Discussion in 'The Hokey Ass Message Board' started by Oldbill51, Nov 25, 2016.

  1. Hell no-
    But- there's not ever $10,000 of cost or value added by the paint gun.
    Once the car is in the booth & the paint is mixed & in the gun - it's over really really quick.
    There's very very very little work done in that paint booth with that paint gun.
    Realistically it's just usually 2-5% of the labor hours.

    It's the other 95-98% of the work and labor hours that get the costs up there.
     
  2. ken bogren
    Joined: Jul 6, 2010
    Posts: 1,057

    ken bogren
    Member

    I like nice shiny paint on cars, but ...
    I've been reading this thread since it started, and ...
    I'm beginning to really appreciate ... "patina"! :)
     
  3. henryj1951
    Joined: Sep 23, 2012
    Posts: 2,304

    henryj1951
    Member
    from USA

    ding ding ding winner winner chicken dinner

    AS
    31VICKY WITH A HEMI says
    and i say --->He is oh so CORRECT


    Hell no-
    But- there's not ever $10,000 of cost or value added by the paint gun.
    Once the car is in the booth & the paint is mixed & in the gun - it's over really really quick.
    There's very very very little work done in that paint booth with that paint gun.
    Realistically it's just usually 2-5% of the labor hours.

    It's the other 95-98% of the work and labor hours that get the costs up there.
     
  4. Atwater Mike
    Joined: May 31, 2002
    Posts: 11,618

    Atwater Mike
    Member

    That block sanding ('long board') and door gaposis RX get real old real quick.

    I built and flew nice Control Line airplanes for years, would sand and sand...then apply Sanding Sealer, and sand some more. (my bud Mike Shannon nicknamed me "Sansamore", some 'new guys' thought that was my name!) I got pretty close again last year, a 52" wingspan P51 Mustang. (it's STILL in primer!)

    I did the paint strip act on my Deuce, (Omigod, I was crazy!
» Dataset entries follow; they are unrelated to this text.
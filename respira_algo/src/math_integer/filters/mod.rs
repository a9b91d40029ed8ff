pub mod lpf;
// Pin map of the ventilator control board.

// Licensed under the Apache License, Version 2.0
// Copyright 2024 Anton Khrustalev, creapunk.com

use hal::gpio::{Pin, PinMode, Port};

pub mod actuators;
pub mod alarm;
pub mod buttons;
pub mod sensors;

/// Represents the definition of a GPIO pin.
pub struct PinDef {
    /// The port to which the pin belongs (e.g., Port::A, Port::B).
    port: Port,
    /// The pin number within the port.
    pin: u8,
    /// The mode of the pin (e.g., Output, Input, Alternate function).
    mode: PinMode,
}

impl PinDef {
    pub const fn new(port: Port, pin: u8, mode: PinMode) -> PinDef {
        PinDef { port, pin, mode }
    }

    /// Configures the pin and returns its handle.
    /// # Example
    /// ```ignore
    /// let mut red = alarm::LED_RED.init();
    /// red.set_high();
    /// ```
    pub fn init(&self) -> Pin {
        Pin::new(self.port, self.pin, self.mode)
    }
}
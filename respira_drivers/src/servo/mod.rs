// Implements the servo PWM bank of the ventilator (TIM3 at 50 Hz).
//
// Key Features:
// - CH1/CH2 drive the inspiratory and expiratory pinch valve servos
// - CH3 drives the blower ESC with the same 1000..2000 us pulse protocol
// - `ValveServo` and `BlowerEsc` only stage a pulse width; `ServoBank::apply` writes them

// Licensed under the Apache License, Version 2.0
// Copyright 2024 Anton Khrustalev, creapunk.com

use hal::{
    clocks::Clocks,
    pac::TIM3,
    timer::{
        Alignment, CaptureCompareDma, CountDir, OutputCompare, TimChannel, Timer, TimerConfig,
        UpdateReqSrc,
    },
};

use respira_algo::config::{BLOWER_SPEED_MAX, VALVE_CLOSED_STATE};
use respira_algo::{BlowerDriver, ValveDriver};

use super::pinout;

pub const SERVO_FREQ_HZ: u16 = 50;
const SERVO_PERIOD_US: u32 = 20_000;

pub const PULSE_MIN_US: u16 = 1000;
pub const PULSE_MAX_US: u16 = 2000;

/// Servo travel covered by the pulse range, in degrees.
pub const SERVO_TRAVEL_DEG: u16 = 180;

/// Pinch valve servo. Positions are degrees.
pub struct ValveServo {
    pulse_us: u16,
}

impl ValveServo {
    /// Starts on the closed position so the first frame never opens a valve.
    pub const fn new() -> Self {
        ValveServo {
            pulse_us: Self::position_to_pulse(VALVE_CLOSED_STATE),
        }
    }

    pub const fn position_to_pulse(position: u16) -> u16 {
        let deg = if position > SERVO_TRAVEL_DEG {
            SERVO_TRAVEL_DEG
        } else {
            position
        };
        let span = (PULSE_MAX_US - PULSE_MIN_US) as u32;
        PULSE_MIN_US + (deg as u32 * span / SERVO_TRAVEL_DEG as u32) as u16
    }

    pub fn pulse_us(&self) -> u16 {
        self.pulse_us
    }
}

impl ValveDriver for ValveServo {
    fn set_position(&mut self, position: u16) {
        self.pulse_us = Self::position_to_pulse(position);
    }
}

/// Blower ESC. The minimum pulse keeps the ESC armed with the motor stopped.
pub struct BlowerEsc {
    pulse_us: u16,
}

impl BlowerEsc {
    pub const fn new() -> Self {
        BlowerEsc {
            pulse_us: PULSE_MIN_US,
        }
    }

    pub const fn speed_to_pulse(speed: u16) -> u16 {
        let speed = if speed > BLOWER_SPEED_MAX {
            BLOWER_SPEED_MAX
        } else {
            speed
        };
        let span = (PULSE_MAX_US - PULSE_MIN_US) as u32;
        PULSE_MIN_US + (speed as u32 * span / BLOWER_SPEED_MAX as u32) as u16
    }

    pub fn pulse_us(&self) -> u16 {
        self.pulse_us
    }
}

impl BlowerDriver for BlowerEsc {
    fn run(&mut self, speed: u16) {
        self.pulse_us = Self::speed_to_pulse(speed);
    }

    fn stop(&mut self) {
        self.pulse_us = PULSE_MIN_US;
    }
}

pub struct ServoBank {
    tim: Timer<TIM3>,
}

impl ServoBank {
    pub fn new(tim3: TIM3, clock_cfg: &Clocks) -> Self {
        let mut timer = Timer::new_tim3(
            tim3,
            SERVO_FREQ_HZ as f32,
            TimerConfig {
                one_pulse_mode: false,
                update_request_source: UpdateReqSrc::Any,
                auto_reload_preload: true,
                alignment: Alignment::Edge,
                capture_compare_dma: CaptureCompareDma::Update,
                direction: CountDir::Up,
            },
            clock_cfg,
        );
        timer.enable();

        ServoBank { tim: timer }
    }

    pub fn begin(&mut self) {
        // Outputs stay low until the first `apply`
        self.tim
            .enable_pwm_output(TimChannel::C1, OutputCompare::Pwm1, 0.0);
        self.tim
            .enable_pwm_output(TimChannel::C2, OutputCompare::Pwm1, 0.0);
        self.tim
            .enable_pwm_output(TimChannel::C3, OutputCompare::Pwm1, 0.0);

        pinout::actuators::VALVE_INSPIRATORY.init();
        pinout::actuators::VALVE_EXPIRATORY.init();
        pinout::actuators::BLOWER_ESC.init();
    }

    pub fn apply(&mut self, inspiratory: &ValveServo, expiratory: &ValveServo, blower: &BlowerEsc) {
        let period = self.tim.get_max_duty();
        self.tim
            .set_duty(TimChannel::C1, Self::pulse2duty(inspiratory.pulse_us(), period));
        self.tim
            .set_duty(TimChannel::C2, Self::pulse2duty(expiratory.pulse_us(), period));
        self.tim
            .set_duty(TimChannel::C3, Self::pulse2duty(blower.pulse_us(), period));
    }

    fn pulse2duty(pulse_us: u16, period: u32) -> u32 {
        (pulse_us as u64 * period as u64 / SERVO_PERIOD_US as u64) as u32
    }
}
Flyer (of San Jose) had painted the car maroon, but it had to be red...) so I stripped, then prepped, primed, and painted it. 32 coats of red Nitro. Took 7 months, just a Hiboy, no fenders...
    That was when I was 17, haven't done one since!
    There were two Model A's, both synthetic enamel. Easier. Just 'drivers'...
    Primered my '55 F100...6 times since 1975. Needs it again...
     
    warbird1 likes this.

  5.  
  6. 0NE BAD 51 MERC
    Joined: Nov 12, 2010
    Posts: 1,810

    0NE BAD 51 MERC
    Member

    35 years ago I could do a full paneled layer candy with murals custom Custom Van and not break a $ 1.000.00 bill and take the rest of the month off. we are not comparing apples and apples here.
    I was also working on cars 35 years newer and the term laser straight had not been in vented yet! Don't mean to insult or degrade, just saying, different time, different place ,different expectations. people say driver but seem to mean show quality. A lot has changed in 35 years. Larry
     
    Texas57 likes this.
  7. Totally agree. The point I was trying to make is that after 35 years, the AE still looks very nice and is quite acceptable for a driver.
     
    0NE BAD 51 MERC likes this.
  8. 0NE BAD 51 MERC
    Joined: Nov 12, 2010
    Posts: 1,810

    0NE BAD 51 MERC
    Member

    I understand . one of my wifes favorite summer drivers is a little powder blue off topic 66 mustang coupe with what was an award winning acrylic enamel paint job 30 years ago and I do not think that any of the customers I had in say the last20 would not think it is a nice ride ,they would not accept it now at the standards the hobby has established in the last 20 years or so! Kind of sad really , but we did it to ourselves in the name of COMPETION !! And I am just as bad . I keep telling her I should redo it after all these years and she says leave it alone , she likes it just the way it is. She has a 66 convertible as well that I did to more current standards and is always afraid of scratching it lol Larry
     
  9. Ain't that the truth !!!
    "Driver" is a very opinionated qualification term that's anchored solidly in the middle of no meaning at all. I think it's some kind of "politically correct" ******** word so people aren't offended.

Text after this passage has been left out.